In a recent public conversation with Jacques Attalì, you said that paradoxically “it is the capitalists more than others who have been rediscovering Marx”, and you talked of your astonishment when the businessman and liberal politician George Soros said to you “I’ve just been reading Marx and there is an awful lot in what he says”. Although weak and rather vague, what are the reasons for this revival? Is his work likely to be of interest only to specialists and intellectuals, being presented in university courses as a great classic of modern thought that should never be forgotten? Or could a new “demand for Marx” come in the future from the political side as well?

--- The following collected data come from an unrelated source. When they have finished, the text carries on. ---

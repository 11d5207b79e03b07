//! User entities: tutors, guardians and administrators

use chrono::{DateTime, Utc};
use serde::{Deserialize, Serialize};
use std::collections::BTreeSet;

/// Opaque user identifier
pub type UserId = String;

/// User role discriminant
#[derive(Debug, Clone, Copy, PartialEq, Eq, Serialize, Deserialize)]
#[serde(rename_all = "snake_case")]
pub enum UserRole {
    Tutor,
    Guardian,
    Administrator,
}

/// A user offering instruction, bounded by a maximum learner capacity
#[derive(Debug, Clone, PartialEq, Serialize, Deserialize)]
pub struct Tutor {
    pub id: UserId,
    pub display_name: String,
    pub email: String,
    pub service_area: Option<String>,
    pub subjects: BTreeSet<String>,
    pub grade_levels: BTreeSet<String>,
    pub assigned_learners: Vec<UserId>,
    pub max_learners: usize,
    pub created_at: DateTime<Utc>,
}

impl Tutor {
    /// Whether the tutor can take on another learner
    pub fn has_capacity(&self) -> bool {
        self.assigned_learners.len() < self.max_learners
    }
}

/// A user seeking a tutor on behalf of a learner
#[derive(Debug, Clone, PartialEq, Serialize, Deserialize)]
pub struct Guardian {
    pub id: UserId,
    pub display_name: String,
    pub email: String,
    pub service_area: Option<String>,
    pub grade_level: Option<String>,
    pub needs: BTreeSet<String>,
    pub assigned_tutor: Option<UserId>,
    pub created_at: DateTime<Utc>,
}

/// Administrative user, identity fields only
#[derive(Debug, Clone, PartialEq, Serialize, Deserialize)]
pub struct Administrator {
    pub id: UserId,
    pub display_name: String,
    pub email: String,
    pub created_at: DateTime<Utc>,
}

/// Closed union over all user roles.
///
/// Role is immutable after creation; stores reject updates that change the
/// variant of an existing user.
#[derive(Debug, Clone, PartialEq, Serialize, Deserialize)]
#[serde(tag = "role", rename_all = "snake_case")]
pub enum User {
    Tutor(Tutor),
    Guardian(Guardian),
    Administrator(Administrator),
}

impl User {
    pub fn id(&self) -> &str {
        match self {
            User::Tutor(t) => &t.id,
            User::Guardian(g) => &g.id,
            User::Administrator(a) => &a.id,
        }
    }

    pub fn display_name(&self) -> &str {
        match self {
            User::Tutor(t) => &t.display_name,
            User::Guardian(g) => &g.display_name,
            User::Administrator(a) => &a.display_name,
        }
    }

    pub fn role(&self) -> UserRole {
        match self {
            User::Tutor(_) => UserRole::Tutor,
            User::Guardian(_) => UserRole::Guardian,
            User::Administrator(_) => UserRole::Administrator,
        }
    }

    pub fn service_area(&self) -> Option<&str> {
        match self {
            User::Tutor(t) => t.service_area.as_deref(),
            User::Guardian(g) => g.service_area.as_deref(),
            User::Administrator(_) => None,
        }
    }

    pub fn as_tutor(&self) -> Option<&Tutor> {
        match self {
            User::Tutor(t) => Some(t),
            _ => None,
        }
    }

    pub fn as_guardian(&self) -> Option<&Guardian> {
        match self {
            User::Guardian(g) => Some(g),
            _ => None,
        }
    }
}
//! The authoritative remote store contract
//!
//! The engine never talks to a concrete backend directly; it is handed an
//! implementation of this trait. All writes are idempotent-safe to retry at
//! the caller's discretion, but the engine itself does not auto-retry.

use async_trait::async_trait;

use copair_model::{Assignment, ApprovedRelation, Dataset, NewAssignment, User};

use crate::errors::Result;

/// CRUD plus the atomic server-side procedures of the authoritative store.
///
/// Validation performed here is authoritative even over callers that already
/// filtered client-side (stale-cache races are resolved in favor of the
/// remote state).
#[async_trait]
pub trait RemoteStore: Send + Sync {
    /// Cheap reachability check. Callers bound it with their own timeout.
    async fn probe(&self) -> Result<()>;

    /// Full pull of every entity, used by the sync cycle.
    async fn fetch_dataset(&self) -> Result<Dataset>;

    // --- users ---

    async fn create_user(&self, user: User) -> Result<User>;

    /// Update an existing user. The role is immutable: updates that change
    /// the variant are rejected with `InvalidState`.
    async fn update_user(&self, user: User) -> Result<User>;

    async fn delete_user(&self, user_id: &str) -> Result<()>;

    async fn get_user(&self, user_id: &str) -> Result<Option<User>>;

    async fn list_users(&self) -> Result<Vec<User>>;

    // --- assignments ---

    /// Create a pending assignment after authoritative duplicate-pair and
    /// service-area re-validation.
    async fn create_assignment_checked(&self, request: NewAssignment) -> Result<Assignment>;

    async fn delete_assignment(&self, assignment_id: &str) -> Result<()>;

    async fn list_assignments(&self) -> Result<Vec<Assignment>>;

    // --- relations ---

    /// Atomically consume a pending assignment into an active relation,
    /// updating both users' cross-reference fields.
    async fn approve_assignment_tx(
        &self,
        assignment_id: &str,
        approver_id: &str,
    ) -> Result<ApprovedRelation>;

    /// Atomically mark the active relation for the pair dissociated and
    /// clear both cross-references.
    async fn dissociate_relation_tx(
        &self,
        guardian_id: &str,
        tutor_id: &str,
        actor_id: &str,
    ) -> Result<ApprovedRelation>;

    async fn list_relations(&self) -> Result<Vec<ApprovedRelation>>;

    // --- messages and notifications (user deletion cascade) ---

    /// Delete every message the user sent or received, returning the count.
    async fn delete_messages_involving(&self, user_id: &str) -> Result<usize>;

    /// Delete every notification addressed to the user, returning the count.
    async fn delete_notifications_for(&self, user_id: &str) -> Result<usize>;

    // --- repair procedures ---

    /// Run the relation consistency sweep, returning the number of records
    /// fixed. Idempotent.
    async fn repair_relations(&self) -> Result<usize>;

    /// Run the assignment consistency sweep, returning the number of
    /// records fixed. Idempotent.
    async fn repair_assignments(&self) -> Result<usize>;
}
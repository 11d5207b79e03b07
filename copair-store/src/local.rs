//! Local mirror of the authoritative store
//!
//! The mirror is overwritten wholesale on each successful sync and has no
//! independent write authority once connectivity exists. Rows written while
//! offline are flagged `dirty` so a later reconciliation (or cleanup) can
//! find them.

use chrono::{Duration, Utc};
use rusqlite::{params, Connection};
use std::path::Path;
use std::sync::Arc;
use tokio::sync::RwLock;
use tracing::{debug, info};

use copair_model::{
    Assignment, ApprovedRelation, Dataset, Message, Notification, User,
};

use crate::errors::Result;
use crate::schema::{SCHEMA, SCHEMA_VERSION};

fn assignment_status(assignment: &Assignment) -> &'static str {
    use copair_model::AssignmentStatus::*;
    match assignment.status {
        Pending => "pending",
        Approved => "approved",
        Rejected => "rejected",
    }
}

fn relation_status(relation: &ApprovedRelation) -> &'static str {
    use copair_model::RelationStatus::*;
    match relation.status {
        Active => "active",
        Dissociated => "dissociated",
    }
}

fn role_name(user: &User) -> &'static str {
    use copair_model::UserRole::*;
    match user.role() {
        Tutor => "tutor",
        Guardian => "guardian",
        Administrator => "administrator",
    }
}

/// SQLite-backed mirror database
pub struct LocalStore {
    conn: Connection,
}

// SQLite connections can be shared across threads as long as access is
// serialized, which the async wrapper's RwLock guarantees.
unsafe impl Send for LocalStore {}
unsafe impl Sync for LocalStore {}
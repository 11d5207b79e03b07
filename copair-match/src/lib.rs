//! Compatibility scoring and assignment lifecycle for copair
//!
//! - `engine`: pure scoring, ranking and greedy candidate selection
//! - `lifecycle`: persistence of pairings through the coordinator's write
//!   path, with repair passes after every approval and dissociation

pub mod engine;
pub mod errors;
pub mod lifecycle;

pub use engine::{propose_pairings, score_pair, MatchProposal, BASE_SCORE, GRADE_BONUS, SUBJECT_BONUS};
pub use errors::{MatchError, Result};
pub use lifecycle::{AssignmentLifecycle, MatchRunReport};
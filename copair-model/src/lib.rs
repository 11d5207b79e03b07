//! Domain model for the copair engine
//!
//! This crate defines the entities shared by every other crate:
//! - Users (tutors, guardians, administrators) as a closed tagged union
//! - Assignments (proposed pairings) and approved relations
//! - Messages and notifications mirrored through sync
//! - The dataset aggregate moved wholesale between stores
//! - Pure repair planners for consistency sweeps

pub mod assignment;
pub mod dataset;
pub mod message;
pub mod repair;
pub mod user;

pub use assignment::{
    Assignment, AssignmentCriteria, AssignmentStatus, ApprovedRelation, NewAssignment,
    RelationStatus,
};
pub use dataset::Dataset;
pub use message::{Message, Notification};
pub use repair::{
    apply_assignment_repairs, apply_relation_repairs, plan_assignment_repairs,
    plan_relation_repairs, AssignmentRepairPlan, RelationRepairPlan,
};
pub use user::{Administrator, Guardian, Tutor, User, UserId, UserRole};

/// Generate a prefixed entity id (e.g. `usr_1f4a…`).
pub fn new_entity_id(prefix: &str) -> String {
    format!("{}_{}", prefix, uuid::Uuid::new_v4().simple())
}
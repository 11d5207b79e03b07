//! Background trigger loop
//!
//! Multiplexes the periodic sync timer and the host signal channel into the
//! coordinator's single trigger entry point. The host environment publishes
//! connectivity and focus signals; the loop owns no policy of its own.

use std::sync::Arc;

use tokio::sync::broadcast;
use tokio::task::JoinHandle;
use tokio::time::{interval, MissedTickBehavior};
use tracing::{debug, warn};

use crate::coordinator::SyncCoordinator;
use crate::events::HostSignal;
use crate::queue::SyncTrigger;

/// Spawn the trigger loop. The task runs until the host signal channel is
/// closed; the first timer tick fires immediately, giving a startup sync.
pub fn spawn_triggers(
    coordinator: Arc<SyncCoordinator>,
    mut signals: broadcast::Receiver<HostSignal>,
) -> JoinHandle<()> {
    tokio::spawn(async move {
        let mut ticker = interval(coordinator.config().sync_interval);
        ticker.set_missed_tick_behavior(MissedTickBehavior::Delay);

        loop {
            tokio::select! {
                _ = ticker.tick() => {
                    coordinator.enqueue_sync(SyncTrigger::Interval).await;
                }
                signal = signals.recv() => match signal {
                    Ok(HostSignal::ConnectivityChanged { online }) => {
                        coordinator.handle_connectivity(online).await;
                    }
                    Ok(HostSignal::FocusRegained) => {
                        coordinator.handle_focus().await;
                    }
                    Err(broadcast::error::RecvError::Lagged(skipped)) => {
                        warn!(skipped, "Host signal channel lagged");
                    }
                    Err(broadcast::error::RecvError::Closed) => break,
                },
            }
        }
        debug!("Trigger loop stopped");
    })
}
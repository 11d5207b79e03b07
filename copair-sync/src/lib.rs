//! Synchronization engine for copair
//!
//! This crate provides the coordinator that keeps the local mirror
//! consistent with the authoritative remote store:
//! - Single-writer sync lifecycle with a FIFO, coalescing trigger queue
//! - Atomically swapped cache snapshot for readers during in-flight syncs
//! - Write-through mutation path (remote first, then the mirror)
//! - Offline degradation and the sync-completed event surface

pub mod cache;
pub mod coordinator;
pub mod errors;
pub mod events;
pub mod queue;
pub mod triggers;

pub use cache::{CacheLayer, CacheSnapshot};
pub use coordinator::{SyncConfig, SyncCoordinator, SyncState, SyncStatus};
pub use errors::{Result, SyncError};
pub use events::{host_signal_channel, HostSignal, SyncEvent};
pub use queue::SyncTrigger;
pub use triggers::spawn_triggers;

E. H. There is an undoubted revival of public interest in Marx in the capitalist world, though probably not as yet in the new East European members of the European Union. It was probably accelerated by the fact that the 150th anniversary of the publication of the Manifesto of the Communist Party coincided with a particularly dramatic international economic crisis in the midst of a period of ultra-rapid free market globalization.

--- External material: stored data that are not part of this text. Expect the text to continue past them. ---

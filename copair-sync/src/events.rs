//! Event surface of the coordinator
//!
//! The coordinator emits exactly one outward signal (sync completed) and
//! reacts to host signals delivered on an injected broadcast channel, so
//! the core depends only on the channel, never on a specific event system.

use chrono::{DateTime, Utc};
use tokio::sync::broadcast;

use crate::queue::SyncTrigger;

/// Outward notification from the coordinator
#[derive(Debug, Clone)]
pub enum SyncEvent {
    /// A sync run finished, successfully or not
    Completed {
        trigger: SyncTrigger,
        success: bool,
        at: DateTime<Utc>,
    },
}

/// Signal from the host environment
#[derive(Debug, Clone, Copy, PartialEq, Eq)]
pub enum HostSignal {
    /// The host detected a connectivity change
    ConnectivityChanged { online: bool },
    /// The host window regained focus
    FocusRegained,
}

/// Create the host signal channel the environment publishes into
pub fn host_signal_channel(capacity: usize) -> (broadcast::Sender<HostSignal>, broadcast::Receiver<HostSignal>) {
    broadcast::channel(capacity)
}
//! Storage boundary for the copair engine
//!
//! This crate defines the authoritative remote store contract, a reference
//! in-memory implementation of it, and the SQLite-backed local mirror the
//! sync engine overwrites on each successful pull.

pub mod errors;
pub mod local;
pub mod memory;
pub mod remote;
pub mod schema;

pub use errors::{Result, StoreError};
pub use local::{AsyncLocalStore, LocalStore};
pub use memory::MemoryRemoteStore;
pub use remote::RemoteStore;
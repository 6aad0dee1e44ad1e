//! Player input verification
//!
//! Compares clicks against the expected sequence one at a time. The verifier
//! only accepts clicks while armed, so clicks during playback or after the
//! attempt is decided are dropped.

use super::sequence::Sequence;

/// Verifier state for one attempt
#[derive(Debug, Clone, Copy, PartialEq, Eq, Default)]
pub enum VerifierState {
    /// Sequence loaded (or nothing loaded), not accepting clicks
    #[default]
    Idle,
    /// Accepting clicks
    AwaitingClick,
    /// A click did not match; terminal for this attempt
    Failed,
    /// Every tile matched; terminal for this attempt
    LevelComplete,
}

/// Result of a single click
#[derive(Debug, Clone, Copy, PartialEq, Eq)]
pub enum ClickOutcome {
    /// Not accepting clicks; nothing recorded
    Ignored,
    /// Matched, more tiles to go
    Correct,
    /// Did not match the expected tile
    Failed,
    /// Matched the final tile
    LevelComplete,
}

/// Tracks the player's clicks against the expected sequence
#[derive(Debug, Clone, Default)]
pub struct InputVerifier {
    expected: Sequence,
    input: Vec<usize>,
    state: VerifierState,
}

impl InputVerifier {
    pub fn new() -> Self {
        Self::default()
    }

    /// Start a new attempt at `sequence`; clicks are ignored until [`arm`](Self::arm)
    pub fn load(&mut self, sequence: Sequence) {
        self.expected = sequence;
        self.input.clear();
        self.state = VerifierState::Idle;
    }

    /// Begin accepting clicks
    pub fn arm(&mut self) {
        if self.state == VerifierState::Idle {
            self.state = VerifierState::AwaitingClick;
        }
    }

    /// Record a click and compare it with the expected tile at the same position
    pub fn click(&mut self, tile: usize) -> ClickOutcome {
        if self.state != VerifierState::AwaitingClick {
            return ClickOutcome::Ignored;
        }

        let position = self.input.len();
        self.input.push(tile);

        if self.expected.get(position) != Some(&tile) {
            self.state = VerifierState::Failed;
            ClickOutcome::Failed
        } else if self.input.len() == self.expected.len() {
            self.state = VerifierState::LevelComplete;
            ClickOutcome::LevelComplete
        } else {
            ClickOutcome::Correct
        }
    }

    pub fn state(&self) -> VerifierState {
        self.state
    }

    /// Clicks recorded so far this attempt
    pub fn input(&self) -> &[usize] {
        &self.input
    }

    pub fn expected(&self) -> &[usize] {
        &self.expected
    }

    /// Tiles still to be clicked
    pub fn remaining(&self) -> usize {
        self.expected.len() - self.input.len()
    }
}
//! Tile tones
//!
//! Each tile gets a pitch from a fixed pentatonic-ish palette, played as a
//! short sine blip with a percussive envelope. Procedurally generated through
//! the Web Audio API; no sound files.

/// Tone pitches (Hz): C4 D4 F4 G4 A4 C5 D5 F5 G5 A5
pub const TONE_PALETTE: [f32; 10] = [
    261.63, 293.66, 349.23, 392.00, 440.00, 523.25, 587.33, 698.46, 783.99, 880.00,
];

/// Peak gain at note start (before volume scaling)
pub const TONE_PEAK_GAIN: f32 = 0.5;
/// Gain the exponential decay ends on (must be > 0 for an exponential ramp)
pub const TONE_FLOOR_GAIN: f32 = 0.001;
/// Note length (s)
pub const TONE_DURATION: f64 = 0.5;

/// Pitch for a tile; wraps around the palette on large grids
pub fn tone_frequency(tile: usize) -> f32 {
    TONE_PALETTE[tile % TONE_PALETTE.len()]
}

#[cfg(target_arch = "wasm32")]
pub use web::AudioManager;

#[cfg(target_arch = "wasm32")]
mod web {
    use web_sys::{AudioContext, GainNode, OscillatorNode, OscillatorType};

    use super::{TONE_DURATION, TONE_FLOOR_GAIN, TONE_PEAK_GAIN, tone_frequency};
    use crate::game::AudioOutput;
    use crate::settings::Settings;

    /// Web Audio tone player
    pub struct AudioManager {
        ctx: Option<AudioContext>,
        volume: f32,
    }

    impl AudioManager {
        pub fn new(settings: &Settings) -> Self {
            // May fail outside a secure context; the game then runs silent
            let ctx = AudioContext::new().ok();
            if ctx.is_none() {
                log::warn!("Failed to create AudioContext - audio disabled");
            }
            Self {
                ctx,
                volume: settings.effective_volume(),
            }
        }

        /// Resume audio context (required after user gesture)
        pub fn resume(&self) {
            if let Some(ctx) = &self.ctx {
                let _ = ctx.resume();
            }
        }

        pub fn apply_settings(&mut self, settings: &Settings) {
            self.volume = settings.effective_volume();
        }

        /// Create an oscillator routed through a gain node
        fn create_osc(
            &self,
            ctx: &AudioContext,
            freq: f32,
            osc_type: OscillatorType,
        ) -> Option<(OscillatorNode, GainNode)> {
            let osc = ctx.create_oscillator().ok()?;
            let gain = ctx.create_gain().ok()?;

            osc.set_type(osc_type);
            osc.frequency().set_value(freq);
            osc.connect_with_audio_node(&gain).ok()?;
            gain.connect_with_audio_node(&ctx.destination()).ok()?;

            Some((osc, gain))
        }
    }

    impl AudioOutput for AudioManager {
        fn play_tone(&mut self, tile: usize) {
            if self.volume <= 0.0 {
                return;
            }
            let Some(ctx) = &self.ctx else { return };

            // Resume context if suspended (browsers require user gesture)
            if ctx.state() == web_sys::AudioContextState::Suspended {
                let _ = ctx.resume();
            }

            let freq = tone_frequency(tile);
            let Some((osc, gain)) = self.create_osc(ctx, freq, OscillatorType::Sine) else {
                return;
            };
            let t = ctx.current_time();

            osc.frequency().set_value_at_time(freq, t).ok();
            gain.gain()
                .set_value_at_time(TONE_PEAK_GAIN * self.volume, t)
                .ok();
            gain.gain()
                .exponential_ramp_to_value_at_time(TONE_FLOOR_GAIN, t + TONE_DURATION)
                .ok();

            osc.start_with_when(t).ok();
            osc.stop_with_when(t + TONE_DURATION).ok();
        }
    }
}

Marx had predicted the nature of the early 21st century world economy a hundred and fifty years earlier, on the basis of his analysis of “bourgeois society”. It is not surprising that intelligent capitalists, especially in the globalized financial sector, were impressed by Marx, since they were necessarily more aware than others of the nature and instabilities of the capitalist economy in which they operated. Most of the intellectual Left no longer knew what to do with Marx. It had been demoralised by the collapse of the social-democratic project in most North Atlantic states in the 1980s and the mass conversion of national governments to free market ideology, as well as by the collapse of the political and economic systems that claimed to be inspired by Marx and Lenin. The so-called “new social movements” like feminism either had no logical connection with anti-capitalism (though as individuals their members might be aligned with it) or they challenged the belief in endless progress in human control over nature, which both capitalism and traditional socialism had shared. At the same time the “proletariat”, divided and diminished, ceased to be credible as Marx’s historical agent of social transformation. It is also the case that since 1968 the most prominent radical movements have preferred direct action not necessarily based on much reading and theoretical analysis.

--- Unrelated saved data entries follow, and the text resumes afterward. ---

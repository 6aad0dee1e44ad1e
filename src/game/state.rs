//! Game state and phases
//!
//! Everything that changes during a run lives in [`GameState`], owned by the
//! controller. Nothing here touches the DOM or audio.

use super::playback::{Cue, Scheduler};
use super::sequence::Sequence;
use super::verifier::InputVerifier;
use crate::difficulty::Difficulty;

/// Current phase of the level lifecycle
#[derive(Debug, Clone, Copy, PartialEq, Eq, Default)]
pub enum GamePhase {
    /// Waiting for the first start
    #[default]
    NotStarted,
    /// Sequence is being played back; clicks ignored
    ShowingSequence,
    /// Player is reproducing the sequence
    AwaitingInput,
    /// Sequence matched; waiting for the next-level action
    LevelSuccess,
    /// Run ended on a mismatch; waiting for restart
    GameOver,
}

impl GamePhase {
    /// Whether the start/restart action is accepted
    pub fn can_start(&self) -> bool {
        matches!(self, GamePhase::NotStarted | GamePhase::GameOver)
    }
}

/// How an attempt ended
#[derive(Debug, Clone, Copy, PartialEq, Eq)]
pub enum LevelOutcome {
    Success,
    Failure,
}

/// Complete run state
#[derive(Debug, Clone)]
pub struct GameState {
    /// 1-based level
    pub level: u32,
    pub phase: GamePhase,
    /// Side length of the grid currently built (0 = none)
    pub grid_size: u32,
    /// Target for the current attempt
    pub sequence: Sequence,
    pub verifier: InputVerifier,
    /// Pending playback and click-feedback cues
    pub scheduler: Scheduler<Cue>,
}

impl Default for GameState {
    fn default() -> Self {
        Self::new()
    }
}

impl GameState {
    pub fn new() -> Self {
        Self {
            level: 1,
            phase: GamePhase::NotStarted,
            grid_size: 0,
            sequence: Vec::new(),
            verifier: InputVerifier::new(),
            scheduler: Scheduler::new(),
        }
    }

    /// Difficulty for the current level
    pub fn difficulty(&self) -> Difficulty {
        Difficulty::for_level(self.level)
    }

    /// Number of tiles on the active grid
    pub fn tile_count(&self) -> usize {
        self.grid_size as usize * self.grid_size as usize
    }
}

Of course this does not mean that Marx will cease to be regarded as a great and classical thinker, although for political reasons, especially in countries like France and Italy with once powerful Communist parties, there has been a passionate intellectual offensive against Marx and Marxist analyses, which was probably at its height in the 1980s and 1990s. There are signs that it has now run its course.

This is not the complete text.